I assume that the particles have no internal structure, and that
any internal modes in the stick are highly damped, i.e. highly
dissipative.

> Now some (myself included) would claim that rotational kinetic energy  
> is "internal" energy.  Thus, in the CM frame, the collision  
> completely "internalized" the initial bulk translational kinetic  
> energy of the two colliding objects and, in that sense, was indeed  
> totally inelastic.  (Note also that the separation speed is zero in  
> keeping with the coefficient of restitution based definition of  
> "totally inelastic.")

I'm not sure I buy that.  The following seemingly-similar reasoning
leads directly to trouble:

Let the first particle be attached to one end of a massless non-
dissipative spring (rather than a massless stick).  Let the collision
take place in one dimension, such that the second particle attaches
to the other end of the spring.  As a result, the compound object
moves away with some herky-jerky motion.  AFAICT, the energy in
the spring is entirely "internal", as is the KE of the relative
motion of the two particles in the CM frame.  So by the reasoning
quoted above, we ought to call this a "totally inelastic" collision.

Now suppose that the second particle detaches from the spring at
just the right moment, at the end of any full cycle.
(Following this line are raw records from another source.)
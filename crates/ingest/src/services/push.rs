//! HTTP delivery of zone alerts.
//!
//! Alerts are posted as JSON to a single topic endpoint. Subscribers filter
//! on the `X-Device-Id` header; the body is signed with HMAC-SHA256 when a
//! signing secret is configured.

use std::sync::Arc;
use std::time::Duration;

use async_trait::async_trait;
use reqwest::Client;
use thiserror::Error;
use tracing::{debug, warn};

use domain::services::{DisabledNotificationSink, NotificationResult, NotificationSink, ZoneAlert};
use shared::crypto::{sign_payload, SigningError};

use crate::config::NotificationsConfig;

pub const DEVICE_ID_HEADER: &str = "X-Device-Id";
pub const EVENT_TYPE_HEADER: &str = "X-Event-Type";
pub const SIGNATURE_HEADER: &str = "X-Signature";

/// Errors that can occur while building or sending a push request.
#[derive(Error, Debug)]
pub enum PushError {
    #[error("HTTP request failed: {0}")]
    Http(#[from] reqwest::Error),

    #[error("Signing error: {0}")]
    Signing(#[from] SigningError),

    #[error("Serialization error: {0}")]
    Serialization(#[from] serde_json::Error),

    #[error("Topic endpoint returned status {0}")]
    Status(u16),
}

/// Notification sink that posts alerts to an HTTP topic endpoint.
pub struct HttpPushSink {
    client: Client,
    topic_url: String,
    signing_secret: Option<String>,
}

impl HttpPushSink {
    pub fn new(
        topic_url: impl Into<String>,
        signing_secret: Option<String>,
        timeout: Duration,
    ) -> Result<Self, PushError> {
        let client = Client::builder().timeout(timeout).build()?;

        Ok(Self {
            client,
            topic_url: topic_url.into(),
            signing_secret: signing_secret.filter(|s| !s.is_empty()),
        })
    }

    fn build_request(&self, alert: &ZoneAlert) -> Result<reqwest::Request, PushError> {
        let body = serde_json::to_string(alert)?;

        let mut request = self
            .client
            .post(&self.topic_url)
            .header(reqwest::header::CONTENT_TYPE, "application/json")
            .header(DEVICE_ID_HEADER, &alert.device_id)
            .header(EVENT_TYPE_HEADER, alert.event_type.as_str());

        if let Some(secret) = &self.signing_secret {
            request = request.header(SIGNATURE_HEADER, sign_payload(secret, &body)?);
        }

        Ok(request.body(body).build()?)
    }

    async fn send(&self, alert: &ZoneAlert) -> Result<(), PushError> {
        let request = self.build_request(alert)?;
        let response = self.client.execute(request).await?;

        let status = response.status();
        if status.is_success() {
            Ok(())
        } else {
            Err(PushError::Status(status.as_u16()))
        }
    }
}

#[async_trait]
impl NotificationSink for HttpPushSink {
    async fn publish(&self, alert: &ZoneAlert) -> NotificationResult {
        match self.send(alert).await {
            Ok(()) => {
                debug!(
                    device_id = %alert.device_id,
                    zone_id = %alert.zone_id,
                    event_type = alert.event_type.as_str(),
                    "Zone alert published"
                );
                NotificationResult::Sent
            }
            Err(e) => {
                warn!(
                    device_id = %alert.device_id,
                    zone_id = %alert.zone_id,
                    error = %e,
                    "Failed to publish zone alert"
                );
                NotificationResult::Failed(e.to_string())
            }
        }
    }
}

/// Builds the sink described by `[notifications]`. Without an enabled
/// topic the pipeline gets a sink that only logs.
pub fn notification_sink(
    config: &NotificationsConfig,
) -> Result<Arc<dyn NotificationSink>, PushError> {
    if !config.enabled || config.topic_url.is_empty() {
        return Ok(Arc::new(DisabledNotificationSink));
    }

    let sink = HttpPushSink::new(
        config.topic_url.clone(),
        Some(config.signing_secret.clone()),
        Duration::from_millis(config.timeout_ms),
    )?;
    Ok(Arc::new(sink))
}
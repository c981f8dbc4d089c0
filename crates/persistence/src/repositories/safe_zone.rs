//! Safe zone repository for database operations.

use anyhow::Context;
use async_trait::async_trait;
use sqlx::PgPool;
use validator::Validate;

use domain::models::SafeZone;
use domain::repository::SafeZoneStore;
use domain::DomainResult;

use crate::entities::SafeZoneEntity;
use crate::metrics::QueryTimer;

/// Repository for the `safe_zones` table. Zones are managed elsewhere;
/// this service only reads them.
#[derive(Clone)]
pub struct SafeZoneRepository {
    pool: PgPool,
}

impl SafeZoneRepository {
    /// Creates a new SafeZoneRepository with the given connection pool.
    pub fn new(pool: PgPool) -> Self {
        Self { pool }
    }
}

#[async_trait]
impl SafeZoneStore for SafeZoneRepository {
    async fn list_enabled(&self, device_id: &str) -> DomainResult<Vec<SafeZone>> {
        let timer = QueryTimer::start("list_enabled_safe_zones");
        let result = sqlx::query_as::<_, SafeZoneEntity>(
            r#"
            SELECT device_id, zone_id, name, center_lat, center_lon, radius_meters, enabled
            FROM safe_zones
            WHERE device_id = $1 AND enabled
            ORDER BY zone_id
            "#,
        )
        .bind(device_id)
        .fetch_all(&self.pool)
        .await;
        timer.finish(&result);

        let zones = result
            .context("list enabled safe zones")?
            .into_iter()
            .map(SafeZone::from)
            .filter(|zone| match zone.validate() {
                Ok(()) => true,
                Err(e) => {
                    tracing::warn!(
                        device_id = %zone.device_id,
                        zone_id = %zone.zone_id,
                        error = %e,
                        "Skipping invalid safe zone"
                    );
                    false
                }
            })
            .collect();

        Ok(zones)
    }
}
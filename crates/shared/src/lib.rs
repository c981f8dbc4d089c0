//! Shared utilities and common types for the fleet telemetry backend.
//!
//! This crate provides common functionality used across all other crates:
//! - Timestamp formatting and lenient parsing (ISO-8601, millisecond precision)
//! - Payload signing for outbound notifications
//! - Opaque pagination cursors
//! - Common validation logic

pub mod crypto;
pub mod pagination;
pub mod time;
pub mod validation;
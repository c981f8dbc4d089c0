//! Background job scheduler and job implementations.

mod pool_metrics;
mod purge_expired_messages;
mod scheduler;

pub use pool_metrics::PoolMetricsJob;
pub use purge_expired_messages::PurgeExpiredMessagesJob;
pub use scheduler::{Job, JobFrequency, JobScheduler};
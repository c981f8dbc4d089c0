//! Domain models for the fleet telemetry backend.

pub mod device_state;
pub mod history;
pub mod safe_zone;
pub mod telemetry;
pub mod zone_event;

pub use device_state::{
    DeviceState, DeviceStateDelta, DeviceStateUpdate, DeviceSummary, Location, LocationSource,
    LocationView, SafeZoneState, Temperature,
};
pub use history::{HistoryEntry, HistoryQuery};
pub use safe_zone::{Coordinates, SafeZone, ZoneMembershipStatus};
pub use telemetry::{AppId, MessageType, RawMessage, RawPayload, Reading, TelemetryRecord};
pub use zone_event::{EventLocation, ZoneEvent, ZoneTransition};
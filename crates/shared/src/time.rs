//! Timestamp helpers.
//!
//! Every timestamp the backend writes is UTC with millisecond precision,
//! e.g. `2026-02-03T10:30:00.000Z`. Parsing is more forgiving: values without
//! fractional seconds and general RFC 3339 offsets are accepted too.

use chrono::{DateTime, NaiveDateTime, SecondsFormat, Utc};

/// Accepted `Z`-suffixed layouts, tried in order before falling back to RFC 3339.
const ISO8601_FORMATS: [&str; 2] = ["%Y-%m-%dT%H:%M:%S%.fZ", "%Y-%m-%dT%H:%M:%SZ"];

/// Formats a timestamp as `YYYY-MM-DDTHH:MM:SS.mmmZ`.
pub fn format_iso8601_millis(dt: DateTime<Utc>) -> String {
    dt.to_rfc3339_opts(SecondsFormat::Millis, true)
}

/// Converts device epoch milliseconds into a UTC timestamp.
///
/// Returns `None` when the value is outside chrono's representable range.
pub fn from_epoch_millis(millis: i64) -> Option<DateTime<Utc>> {
    DateTime::from_timestamp_millis(millis)
}

/// Parses an ISO-8601 UTC timestamp.
pub fn parse_iso8601(value: &str) -> Option<DateTime<Utc>> {
    let value = value.trim();
    if value.is_empty() {
        return None;
    }

    for format in ISO8601_FORMATS {
        if let Ok(naive) = NaiveDateTime::parse_from_str(value, format) {
            return Some(naive.and_utc());
        }
    }

    DateTime::parse_from_rfc3339(value)
        .ok()
        .map(|dt| dt.with_timezone(&Utc))
}

/// Serde adapter for a required millisecond-precision timestamp.
pub mod iso8601_millis {
    use chrono::{DateTime, Utc};
    use serde::{de::Error, Deserialize, Deserializer, Serializer};

    pub fn serialize<S: Serializer>(dt: &DateTime<Utc>, serializer: S) -> Result<S::Ok, S::Error> {
        serializer.serialize_str(&super::format_iso8601_millis(*dt))
    }

    pub fn deserialize<'de, D: Deserializer<'de>>(deserializer: D) -> Result<DateTime<Utc>, D::Error> {
        let raw = String::deserialize(deserializer)?;
        super::parse_iso8601(&raw)
            .ok_or_else(|| D::Error::custom(format!("invalid ISO-8601 timestamp: {raw}")))
    }
}

/// Serde adapter for timestamps read back from storage.
///
/// A missing, null or unparseable value deserializes to `None` instead of
/// failing the whole row.
pub mod lenient_iso8601 {
    use chrono::{DateTime, Utc};
    use serde::{Deserialize, Deserializer, Serializer};

    pub fn serialize<S: Serializer>(
        dt: &Option<DateTime<Utc>>,
        serializer: S,
    ) -> Result<S::Ok, S::Error> {
        match dt {
            Some(dt) => serializer.serialize_str(&super::format_iso8601_millis(*dt)),
            None => serializer.serialize_none(),
        }
    }

    pub fn deserialize<'de, D: Deserializer<'de>>(
        deserializer: D,
    ) -> Result<Option<DateTime<Utc>>, D::Error> {
        let raw: Option<stored::Raw> = Option::deserialize(deserializer)?;
        Ok(raw.and_then(|r| r.into_string()).and_then(|s| super::parse_iso8601(&s)))
    }

    /// Accepts any scalar so a malformed stored value never fails deserialization.
    mod stored {
        use serde::Deserialize;

        #[derive(Deserialize)]
        #[serde(untagged)]
        pub enum Raw {
            Text(String),
            Number(f64),
            Flag(bool),
        }

        impl Raw {
            pub fn into_string(self) -> Option<String> {
                match self {
                    Raw::Text(s) => Some(s),
                    Raw::Number(_) | Raw::Flag(_) => None,
                }
            }
        }
    }
}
It flies off
with 100% of its original energy.  So the interaction wasn't
inelastic at all.

===

Therefore it seems to me that the key physics that defines what we
mean by "inelastic" has to do with /dissipating/ (i.e. thermalizing)
a certain part of the energy.  Merely "internalizing" the energy
isn't sufficient IMHO.

The example with the stick (instead of the spring) is tricky because
for some reason people assume that it is "easy" for the second
particle to attach to the stick ... whereas it must in fact be
tremendously complicated, if you look closely enough, because there
is necessarily some dissipation going on.